Pandit Brijbhushan Kabra

A legendary musician in the world of Indian classical music, Pandit Brijbhushan Kabra has made several notable achievements throughout his musical career. Simultaneously a virtuoso, an innovator, a visionary, a traditionalist, a preserver, and educator, he has traveled the globe popularizing Indian classical music.

One of his greatest achievements is introducing the Hawaiian guitar into the realm of Indian classical music, and establishing it as a legitimate classical instrument through his great efforts, his innovativeness, and the support of his Guru, the legendary sarod maestro, Ustad Ali Akbar Khan.

Early in his career, in 1968, the album "Call of the Valley" was released featuring Panditji, santoor maestro Pt. Shiv Kumar Sharma, and master flautist Pt. Hari Prasad Chaurasia. This album was the first recording of it's kind to 'go platinum', and is considered the most popular Indian classical recording to have been made. The album is aptly described as a symphony of Indian classical music. The genius of these three brilliant artists and a collaboration of their talents are behind the music of this album that is exquisitely sweet and bewitchingly pleasing to the ear. It paints a tonal picture of gorgeous valleys laden with tall, green pine and chinar trees, and sun-kissed, snow-clad peaks of the mighty Himalayas.

Remarkably, Panditji never attended guitar performances, nor exposed himself to other guitarists and their playing, and so through his own innovativeness and the guidance of his Guru, he developed techniques according to the practices and styling of Indian classical music. He had no fixed ideas about how Indian classical music should be played on the version of the guitar he developed, and by constant trial and error he perfected his musical craft.
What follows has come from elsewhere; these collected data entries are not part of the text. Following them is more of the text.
//! Retry-with-backoff policy for calls to rate-limited external services.

use crate::{MatchError, MatchResult};
use std::future::Future;
use std::time::Duration;

/// Exponential backoff policy.
///
/// Attempt `n` (1-based) that fails with a retryable error is followed by a delay of
/// `initial_backoff * 2^(n-1)`, capped at `max_backoff`.
#[derive(Clone, Copy, Debug, PartialEq, Eq)]
pub struct RetryPolicy {
    max_attempts: u32,
    initial_backoff: Duration,
    max_backoff: Duration,
}

impl RetryPolicy {
    /// Create a new `RetryPolicy`.
    ///
    /// # Errors
    ///
    /// Returns [`MatchError::InvalidInput`] if `max_attempts` is zero or
    /// `max_backoff < initial_backoff`.
    pub fn new(
        max_attempts: u32,
        initial_backoff: Duration,
        max_backoff: Duration,
    ) -> MatchResult<Self> {
        if max_attempts == 0 {
            return Err(MatchError::InvalidInput(
                "max_attempts must be at least 1".into(),
            ));
        }
        if max_backoff < initial_backoff {
            return Err(MatchError::InvalidInput(
                "max_backoff cannot be shorter than initial_backoff".into(),
            ));
        }

        Ok(Self {
            max_attempts,
            initial_backoff,
            max_backoff,
        })
    }

    /// A policy that makes a single attempt.
    pub fn no_retry() -> Self {
        Self {
            max_attempts: 1,
            initial_backoff: Duration::ZERO,
            max_backoff: Duration::ZERO,
        }
    }

    pub fn max_attempts(&self) -> u32 {
        self.max_attempts
    }

    pub fn max_backoff(&self) -> Duration {
        self.max_backoff
    }

    /// Delay after the failed attempt number `attempt` (1-based).
    pub fn backoff_after(&self, attempt: u32) -> Duration {
        let exponent = attempt.saturating_sub(1).min(31);
        self.initial_backoff
            .saturating_mul(1u32 << exponent)
            .min(self.max_backoff)
    }

    /// Runs `op` until it succeeds, fails with a non-retryable error, or the attempts are
    /// exhausted. `op` receives the 1-based attempt number.
    ///
    /// Returns the last error on failure.
    pub async fn run<T, E, F, Fut>(
        &self,
        label: &str,
        is_retryable: impl Fn(&E) -> bool,
        mut op: F,
    ) -> Result<T, E>
    where
        F: FnMut(u32) -> Fut,
        Fut: Future<Output = Result<T, E>>,
        E: std::fmt::Display,
    {
        let mut attempt = 1;
        loop {
            match op(attempt).await {
                Ok(value) => return Ok(value),
                Err(err) if attempt < self.max_attempts && is_retryable(&err) => {
                    let delay = self.backoff_after(attempt);
                    tracing::warn!(
                        label,
                        attempt,
                        max_attempts = self.max_attempts,
                        delay_ms = delay.as_millis() as u64,
                        error = %err,
                        "attempt failed; retrying"
                    );
                    tokio::time::sleep(delay).await;
                    attempt += 1;
                }
                Err(err) => return Err(err),
            }
        }
    }
}

impl Default for RetryPolicy {
    fn default() -> Self {
        Self {
            max_attempts: crate::constants::DEFAULT_MAX_ATTEMPTS,
            initial_backoff: Duration::from_millis(crate::constants::DEFAULT_INITIAL_BACKOFF_MS),
            max_backoff: Duration::from_millis(crate::constants::DEFAULT_MAX_BACKOFF_MS),
        }
    }
}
Throughout his career, he engaged in intense musical dialogues with many of the greatest musicians of Indian music, recording duets with artists such as Pt. Shiv Kumar Sharma (santoor), Pandit Jasraj (vocal), Pt. Damodarlal Kabra (sarod), Ustad Rais Khan (sitar), Pt. Hari Prasad Chaurasia (bansuri flute), and Pt. V. G. Jog (violin).

These dialogues helped him to explore various possibilities on the guitar, aiding him in achieving remarkable finesse of playing, and the ability to conjure a wide range of tonal colors on his instrument, in which the use of chords became an additional musical asset. He has also made a deep study of the rich folk music of Rajasthan, the land of his ancestors, to enhance his musical repertoire and vision.

Panditji has also done remarkable research in the field of "Naad Yoga", which is the realization of Self through music. He is also a great educationist and heads an institution with almost 10,000 students studying in various fields. He has published several papers on child education with special reference to the importance of music and rhythm in their education. For this contribution to Indian classical music, he has been honored by the governments of Gujarat and Rajasthan and has been showered with several titles and awards. Five of his books of Hindi poetry have been published.

'The Times of India' has very rightly commented on his music: "Pt. Brijbhushan's charm of style is his co-exing out of a foreign instrument, the rich tonal and melodic value of Indian classical music in its finest tradition." The great poet and writer journalist Sheik Adam Abdulwala once remarked after a concert, "Look at Brijbhushan's fingers moving on a guitar and when the sound emerges, you feel that the Earth has stopped moving." Truly time does seem to stop while listening to his Alaps, but the odyssey of this legend and his instrument continues.